The fund seeks total return (consisting of capital appreciation and income).

Fees and Expenses

This table describes the fees and expenses that you may pay if you buy, hold and sell shares of the fund. You may pay other fees, such as brokerage commissions and other fees to financial intermediaries, which are not reflected in the table and examples below. You may qualify for sales charge discounts if you and your family invest, or agree to invest in the future, at least $50,000 in the fund or shares of other funds in the BNY Mellon Family of Funds that are subject to a sales charge. More information about sales charges, including these and other discounts and waivers, is available from your financial professional and in the Shareholder Guide section beginning on page 9 of the prospectus, in the Appendix on page A-1 of the prospectus and in the How to Buy Shares section and the Additional Information About How to Buy Shares section beginning on page II-1 and page III-1, respectively, of the fund's Statement of Additional Information.

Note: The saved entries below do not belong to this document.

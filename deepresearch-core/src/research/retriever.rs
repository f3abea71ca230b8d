//! Content retrieval contract.

use super::types::SourceRecord;
use crate::error::RetrievalError;
use async_trait::async_trait;
use std::collections::BTreeSet;

/// Fetches documents for a query.
///
/// Implementations must tolerate being called concurrently up to the gate's
/// capacity. Returning an empty list and returning an error are handled the
/// same way by the explorer: the branch contributes nothing.
#[async_trait]
pub trait ContentRetriever: Send + Sync {
    async fn retrieve(&self, query: &str, k: usize) -> Result<Vec<SourceRecord>, RetrievalError>;
}

/// Keep only records whose URL is not yet in `visited` (and not repeated
/// within the batch), recording each admitted URL. Excerpts are capped at
/// `max_excerpt_chars`.
pub fn admit_new_sources(
    records: Vec<SourceRecord>,
    visited: &mut BTreeSet<String>,
    max_excerpt_chars: usize,
) -> Vec<SourceRecord> {
    records
        .into_iter()
        .filter(|r| !r.url.trim().is_empty())
        .filter(|r| visited.insert(r.url.clone()))
        .map(|r| r.truncated(max_excerpt_chars))
        .collect()
}
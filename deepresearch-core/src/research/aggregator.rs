//! Root-level context aggregation.
//!
//! Collapses duplicate learnings (normalized exact match and word-boundary
//! containment), keeps discovery order, and trims the rendered context to a
//! word budget by dropping whole trailing learnings.

use super::types::{AggregatedResult, Learning, SourceRecord};
use std::collections::HashSet;
use std::sync::Arc;
use tracing::debug;
use unicode_normalization::UnicodeNormalization;

/// Canonical form used to compare learnings and queries: NFKC, lowercase,
/// single spaces, trailing sentence punctuation removed.
pub fn normalize_text(text: &str) -> String {
    let folded: String = text.nfkc().collect::<String>().to_lowercase();
    let collapsed = folded.split_whitespace().collect::<Vec<_>>().join(" ");
    collapsed
        .trim_end_matches(|c: char| matches!(c, '.' | '!' | ';' | ',') || c.is_whitespace())
        .to_string()
}

/// Whole-word containment: "rust is fast" contains "is fast" but "concatenate"
/// does not contain "cat".
fn contains_phrase(haystack: &str, needle: &str) -> bool {
    if needle.is_empty() {
        return true;
    }
    format!(" {haystack} ").contains(&format!(" {needle} "))
}

/// Collapse duplicates while preserving discovery order.
///
/// Exact duplicates (after normalization) keep the first occurrence. When one
/// learning's text is contained in another's, the longer one survives in the
/// position of whichever was discovered first.
pub fn dedup_learnings<L>(learnings: &[L]) -> Vec<L>
where
    L: AsRef<Learning> + Clone,
{
    let mut kept: Vec<(String, L)> = Vec::with_capacity(learnings.len());

    for learning in learnings {
        let key = learning.as_ref().normalized();
        if key.is_empty() {
            continue;
        }
        if kept.iter().any(|(k, _)| contains_phrase(k, &key)) {
            continue;
        }

        let absorbed: Vec<usize> = kept
            .iter()
            .enumerate()
            .filter(|(_, (k, _))| contains_phrase(&key, k))
            .map(|(i, _)| i)
            .collect();

        match absorbed.first() {
            Some(&first) => {
                kept[first] = (key, learning.clone());
                for &idx in absorbed.iter().skip(1).rev() {
                    kept.remove(idx);
                }
            }
            None => kept.push((key, learning.clone())),
        }
    }

    kept.into_iter().map(|(_, l)| l).collect()
}

/// Longest prefix of `learnings` whose total word count fits in `word_budget`.
///
/// Learnings are never split; a learning that does not fit ends the prefix.
/// Applying this to its own output returns the same list.
pub fn trim_to_budget<L>(learnings: &[L], word_budget: usize) -> Vec<L>
where
    L: AsRef<Learning> + Clone,
{
    let mut used = 0;
    let mut trimmed = Vec::new();
    for learning in learnings {
        let words = learning.as_ref().word_count();
        if used + words > word_budget {
            break;
        }
        used += words;
        trimmed.push(learning.clone());
    }
    trimmed
}

/// Render learnings as context text, one learning per line.
pub fn render_context<L: AsRef<Learning>>(learnings: &[L]) -> String {
    learnings
        .iter()
        .map(|l| l.as_ref().text.trim())
        .collect::<Vec<_>>()
        .join("\n")
}

/// Total word count of a rendered context.
pub fn word_count(text: &str) -> usize {
    text.split_whitespace().count()
}

/// Finalizes the root result for the report writer.
#[derive(Debug, Clone)]
pub struct ContextAggregator {
    word_budget: usize,
}

impl ContextAggregator {
    pub fn new(word_budget: usize) -> Self {
        Self { word_budget }
    }

    pub fn word_budget(&self) -> usize {
        self.word_budget
    }

    /// Dedup learnings and sources, then render the budgeted `context_text`.
    ///
    /// `learnings` keeps every distinct learning; only `context_text` is
    /// subject to the word budget.
    pub fn finalize(&self, mut result: AggregatedResult) -> AggregatedResult {
        let before = result.learnings.len();
        result.learnings = dedup_learnings(&result.learnings);
        result.sources = dedup_sources(result.sources);

        let in_budget = trim_to_budget(&result.learnings, self.word_budget);
        result.context_text = render_context(&in_budget);

        debug!(
            learnings_in = before,
            learnings_kept = result.learnings.len(),
            learnings_in_context = in_budget.len(),
            context_words = word_count(&result.context_text),
            word_budget = self.word_budget,
            "Context aggregated"
        );
        result
    }
}

fn dedup_sources(sources: Vec<Arc<SourceRecord>>) -> Vec<Arc<SourceRecord>> {
    let mut seen = HashSet::new();
    sources
        .into_iter()
        .filter(|s| seen.insert(s.url.clone()))
        .collect()
}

Shareholder Fees (fees paid directly from your investment)
Shareholder Fees - BNY Mellon Equity Income Fund
Class A
Class C
Class I
Class Y
Maximum sales charge (load) imposed on purchases (as a percentage of offering price) 5.75% none none none
Maximum deferred sales charge (load) (as a percentage of lower of purchase or sale price) none [1] 1.00% none none
[1] Class A shares bought without an initial sales charge as part of an investment of $1 million or more may be charged a deferred sales charge of 1.00% if redeemed within one year.
Annual Fund Operating Expenses (expenses that you pay each year as a percentage of the value of your investment)
Annual Fund Operating Expenses - BNY Mellon Equity Income Fund
Class A
Class C
Class I
Class Y
Management fees 0.70% 0.70% 0.70% 0.70%
Distribution (12b-1) fees none 0.75% none none
Shareholder services fees 0.25% 0.25% none none
Miscellaneous other expenses 0.11% 0.10% 0.10% 0.05%
Total other expenses 0.36% 0.35% 0.10% 0.05%
Total annual fund operating expenses 1.06% 1.80% 0.80% 0.75%
Fee waiver and/or expense reimbursement [1] (0.03%) (0.02%) (0.02%)
Total annual fund operating expenses (after fee waiver and/or expense reimbursement) 1.03% 1.78% 0.78% 0.75%
[1] The fund's investment adviser, BNY Mellon Investment Adviser, Inc., has contractually agreed, until September 30, 2023, to waive receipt of its fees and/or assume the direct expenses of the fund so that the direct expenses of none of the fund's share classes (excluding Rule 12b-1 fees, shareholder services fees, taxes, interest, brokerage commissions, commitment fees on borrowings and extraordinary expenses) exceed .78%. On or after September 30, 2023, BNY Mellon Investment Adviser, Inc. may terminate this expense limitation agreement at any time.
Example

The Example is intended to help you compare the cost of investing in the fund with the cost of investing in other mutual funds. The Example assumes that you invest $10,000 in the fund for the time periods indicated. The Example also assumes that your investment has a 5% return each year and that the fund's operating expenses remain the same. The one-year example and the first year of the three-, five- and ten-years examples are based on net operating expenses, which reflect the expense limitation agreement by BNY Mellon Investment Adviser, Inc. Although your actual costs may be higher or lower, based on these assumptions your costs would be:

Expense Example - BNY Mellon Equity Income Fund - USD ($)
1 Year
3 Years
5 Years
10 Years
Class A 674 890 1,123 1,792
Class C 281 564 973 2,114
Class I 80 253 442 988
Class Y 77 240 417 930
Expense Example No Redemption - BNY Mellon Equity Income Fund - USD ($)
1 Year
3 Years
5 Years
10 Years
Class A 674 890 1,123 1,792
Class C 181 564 973 2,114
Class I 80 253 442 988
Class Y 77 240 417 930
Portfolio Turnover

The fund pays transaction costs, such as commissions, when it buys and sells securities (or "turns over" its portfolio). A higher portfolio turnover may indicate higher transaction costs and may result in higher taxes when fund shares are held in a taxable account. These costs, which are not reflected in annual fund operating expenses or in the Example, affect the fund's performance. During the most recent fiscal year, the fund's portfolio turnover rate was 33.14% of the average value of its portfolio.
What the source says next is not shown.